We investigate the utility of augmenting a microprocessor with a single execution pipeline by adding a second copy of the execution pipeline in parallel with the existing one. The resulting dual-hardware-threaded microprocessor has two identical, independent, single-issue in-order execution pipelines (hardware threads) which share a common memory sub-system (consisting of instruction and data caches together with a memory management unit). From a design perspective, the assembly and verification of the dual threaded processor is simplified by the use of existing verified implementations of the execution pipeline and a memory unit. Because the memory unit is shared by the two hardware threads, the relative area overhead of adding the second hardware thread is 25\% of the area of the existing single threaded processor. Using an FPGA implementation we evaluate the performance of the dual threaded processor relative to the single threaded one. On applications which can be parallelized, we observe speedups of 1.6X to 1.88X. For applications that are not parallelizable, the speedup is more modest. We also observe that the dual threaded processor performance is degraded on applications which generate large numbers of cache misses.

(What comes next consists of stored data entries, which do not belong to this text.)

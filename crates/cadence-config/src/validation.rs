//! Engine configuration validation.
//!
//! [`EngineConfig::validate`](crate::EngineConfig::validate) collects every
//! problem instead of stopping at the first, so a user fixing a config file
//! sees the full list at once.
//!
//! # Example
//!
//! ```rust
//! use cadence_config::{EngineConfig, ValidationError};
//!
//! let mut config = EngineConfig::default();
//! config.buffer_size = 0;
//! config.audio_channels = 0;
//!
//! let errors = config.validate();
//! assert_eq!(errors.len(), 2);
//! assert!(matches!(errors[0], ValidationError::Zero { .. }));
//! ```

use thiserror::Error;

/// Lowest accepted sample rate in Hz.
pub const MIN_SAMPLERATE: u32 = 8000;

/// Highest accepted sample rate in Hz.
pub const MAX_SAMPLERATE: u32 = 192_000;

/// Smallest accepted buffer, in frames.
pub const MIN_BUFFER_SIZE: usize = 16;

/// Largest accepted buffer, in frames.
pub const MAX_BUFFER_SIZE: usize = 65535;

/// Most interleaved channels a soundcard line may carry.
pub const MAX_AUDIO_CHANNELS: usize = 64;

/// Slowest accepted tic frequency in Hz.
pub const MIN_FREQ: f64 = 0.01;

/// Upper bound for `thread.max_precision`, in tics per second.
pub const MAX_PRECISION: f64 = 1000.0;

/// A single configuration problem.
#[derive(Debug, Error, Clone, PartialEq)]
pub enum ValidationError {
    /// Field must be non-zero.
    #[error("{field} must be non-zero")]
    Zero {
        /// Dotted path of the field.
        field: String,
    },

    /// Numeric value out of range.
    #[error("{field} value {value} out of range [{min}, {max}]")]
    OutOfRange {
        /// Dotted path of the field.
        field: String,
        /// The rejected value.
        value: f64,
        /// Minimum allowed value.
        min: f64,
        /// Maximum allowed value.
        max: f64,
    },

    /// Sample format that cannot be rendered to a soundcard.
    #[error("sample format '{0}' cannot be played on a soundcard")]
    UnsupportedFormat(String),

    /// Device name given but empty.
    #[error("soundcard.device must not be empty when set")]
    EmptyDevice,

    /// Multiple validation errors.
    #[error("multiple validation errors: {}", .0.iter().map(|e| e.to_string()).collect::<Vec<_>>().join("; "))]
    Multiple(Vec<ValidationError>),
}

/// Result type for validation operations.
pub type ValidationResult<T> = Result<T, ValidationError>;

impl ValidationError {
    /// Fold a list into a single error. `None` if the list is empty.
    pub fn collect(mut errors: Vec<ValidationError>) -> Option<ValidationError> {
        match errors.len() {
            0 => None,
            1 => errors.pop(),
            _ => Some(ValidationError::Multiple(errors)),
        }
    }

    pub(crate) fn out_of_range(field: &str, value: f64, min: f64, max: f64) -> Self {
        ValidationError::OutOfRange {
            field: field.to_string(),
            value,
            min,
            max,
        }
    }
}

/// Push an error unless `value` lies in `[min, max]`. Zero gets its own variant.
pub(crate) fn check_range(
    errors: &mut Vec<ValidationError>,
    field: &str,
    value: f64,
    min: f64,
    max: f64,
) {
    if value == 0.0 && min > 0.0 {
        errors.push(ValidationError::Zero {
            field: field.to_string(),
        });
    } else if !(min..=max).contains(&value) {
        errors.push(ValidationError::out_of_range(field, value, min, max));
    }
}

#[cfg(test)]
mod tests {
    use super::*;

    #[test]
    fn collect_empty_is_none() {
        assert!(ValidationError::collect(Vec::new()).is_none());
    }

    #[test]
    fn collect_single_unwraps() {
        let err = ValidationError::collect(vec![ValidationError::EmptyDevice]).unwrap();
        assert_eq!(err, ValidationError::EmptyDevice);
    }

    #[test]
    fn collect_many_joins_messages() {
        let err = ValidationError::collect(vec![
            ValidationError::EmptyDevice,
            ValidationError::UnsupportedFormat("complex".to_string()),
        ])
        .unwrap();
        let msg = err.to_string();
        assert!(msg.starts_with("multiple validation errors"), "got: {msg}");
        assert!(msg.contains("; "), "got: {msg}");
        assert!(msg.contains("complex"), "got: {msg}");
    }

    #[test]
    fn check_range_distinguishes_zero() {
        let mut errors = Vec::new();
        check_range(&mut errors, "samplerate", 0.0, 8000.0, 192000.0);
        check_range(&mut errors, "samplerate", 4000.0, 8000.0, 192000.0);
        check_range(&mut errors, "samplerate", 44100.0, 8000.0, 192000.0);
        assert_eq!(errors.len(), 2);
        assert!(matches!(errors[0], ValidationError::Zero { .. }));
        assert_eq!(
            errors[1].to_string(),
            "samplerate value 4000 out of range [8000, 192000]"
        );
    }
}
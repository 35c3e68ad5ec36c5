//! Email delivery with bounded retries and on-disk fallback.
//!
//! [`DeliveryManager`] makes up to `max_retries` attempts through a
//! [`Mailer`], sleeping according to a [`DelayStrategy`] between attempts.
//! Every failure is treated the same: a rejected login is retried exactly
//! like a timeout.
//!
//! ```text
//! PENDING ──ok──▶ SENT
//!    │
//!    └─err─▶ attempt < max ──delay──▶ PENDING
//!            attempt = max ──▶ FAILED ──write──▶ PERSISTED
//!                                       └─io err─▶ LOST
//! ```
//!
//! At most one [`FailureRecord`] is written per call, and only when every
//! attempt failed.

use crate::config::{DeliveryPolicy, MailConfig};
use crate::models::{FailureRecord, GeneratedPost, OutgoingMail};
use crate::outputs::failed::write_failure_record;
use chrono::Local;
use std::path::PathBuf;
use std::time::Instant;
use tokio::time::sleep;
use tracing::{error, info, instrument, warn};

pub mod backoff;
pub mod smtp;

use backoff::{DelayStrategy, strategy_for};
use smtp::Mailer;

/// How a delivery ended.
#[derive(Debug, Clone, PartialEq, Eq)]
pub enum DeliveryOutcome {
    /// Attempt number `attempts` succeeded.
    Sent { attempts: usize },
    /// Every attempt failed; the post was saved to `path` under `subject`.
    Persisted {
        path: PathBuf,
        subject: String,
        attempts: usize,
        error: String,
    },
    /// Every attempt failed and the post could not be saved either.
    Lost {
        attempts: usize,
        error: String,
        persist_error: String,
    },
}

impl DeliveryOutcome {
    /// Whether the email went out.
    pub fn is_sent(&self) -> bool {
        matches!(self, DeliveryOutcome::Sent { .. })
    }

    /// Number of send attempts made.
    ///
    /// # Returns
    ///
    /// The successful attempt's number for [`DeliveryOutcome::Sent`], and the
    /// full retry budget otherwise.
    pub fn attempts(&self) -> usize {
        match self {
            DeliveryOutcome::Sent { attempts }
            | DeliveryOutcome::Persisted { attempts, .. }
            | DeliveryOutcome::Lost { attempts, .. } => *attempts,
        }
    }
}

/// Sends posts with retry, falling back to a JSON file on total failure.
#[derive(Debug)]
pub struct DeliveryManager<M> {
    mailer: M,
    strategy: Box<dyn DelayStrategy>,
    from: Option<String>,
    to: Option<String>,
    max_retries: usize,
    failed_posts_dir: PathBuf,
}

impl<M> DeliveryManager<M>
where
    M: Mailer,
{
    /// Create a manager around `mailer`.
    ///
    /// A `max_retries` of zero still makes one attempt.
    pub fn new(mailer: M, mail: &MailConfig, policy: &DeliveryPolicy) -> Self {
        Self {
            mailer,
            strategy: strategy_for(policy.backoff, policy.retry_delay),
            from: mail.username.clone(),
            to: mail.to.clone(),
            max_retries: policy.max_retries.max(1),
            failed_posts_dir: policy.failed_posts_dir.clone(),
        }
    }

    /// Replace the delay strategy.
    pub fn with_strategy(mut self, strategy: Box<dyn DelayStrategy>) -> Self {
        self.strategy = strategy;
        self
    }

    /// Email `post` to the configured recipient, dated now.
    pub async fn deliver_post(&self, post: &GeneratedPost) -> DeliveryOutcome {
        let mail = OutgoingMail::advisory(self.from.clone(), self.to.clone(), post, Local::now());
        self.deliver(&mail).await
    }

    /// Send `mail`, retrying up to the configured limit, then persist it.
    #[instrument(level = "info", skip_all, fields(subject = %mail.subject, max = self.max_retries))]
    pub async fn deliver(&self, mail: &OutgoingMail) -> DeliveryOutcome {
        let total_t0 = Instant::now();
        let mut last_error = String::new();

        for attempt in 1..=self.max_retries {
            let attempt_t0 = Instant::now();
            match self.mailer.send(mail).await {
                Ok(()) => {
                    info!(
                        attempt,
                        elapsed_ms_total = total_t0.elapsed().as_millis(),
                        "Email sent successfully"
                    );
                    return DeliveryOutcome::Sent { attempts: attempt };
                }
                Err(e) => {
                    warn!(
                        attempt,
                        max = self.max_retries,
                        kind = e.kind(),
                        elapsed_ms_attempt = attempt_t0.elapsed().as_millis(),
                        error = %e,
                        "Delivery attempt failed"
                    );
                    last_error = e.to_string();

                    if attempt < self.max_retries {
                        let delay = self.strategy.delay_for(attempt);
                        info!(?delay, "Retrying delivery");
                        sleep(delay).await;
                    }
                }
            }
        }

        error!(
            attempts = self.max_retries,
            elapsed_ms_total = total_t0.elapsed().as_millis(),
            error = %last_error,
            "Delivery exhausted retries; saving post to disk"
        );
        self.persist(mail, last_error).await
    }

    async fn persist(&self, mail: &OutgoingMail, error: String) -> DeliveryOutcome {
        let now = Local::now();
        let record = FailureRecord::new(mail, error.clone(), now);

        match write_failure_record(&self.failed_posts_dir, &record, now).await {
            Ok(path) => DeliveryOutcome::Persisted {
                path,
                subject: record.subject,
                attempts: self.max_retries,
                error,
            },
            Err(e) => {
                error!(
                    dir = %self.failed_posts_dir.display(),
                    error = %e,
                    "Failed to save undeliverable post; it is lost"
                );
                DeliveryOutcome::Lost {
                    attempts: self.max_retries,
                    error,
                    persist_error: e.to_string(),
                }
            }
        }
    }
}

翻译：我们研究了在现有单执行流水线微处理器基础上，通过并行添加第二个相同执行流水线来增强其效用的方法。由此产生的双硬件线程微处理器拥有两个完全相同、独立、单发射顺序执行的流水线（硬件线程），它们共享一个公共内存子系统（由指令缓存、数据缓存及内存管理单元组成）。从设计角度来看，通过重复使用现有已验证的执行流水线和内存单元实现，双线程处理器的组装与验证得以简化。由于内存单元由两个硬件线程共享，添加第二个硬件线程的相对面积开销仅为现有单线程处理器面积的25%。我们利用FPGA实现评估了双线程处理器相对于单线程处理器的性能。在可并行的应用中，观察到1.6倍至1.88倍的加速比；对于不可并行的应用，加速效果较为有限。此外，我们发现双线程处理器在处理产生大量缓存缺失的应用时会出现性能下降。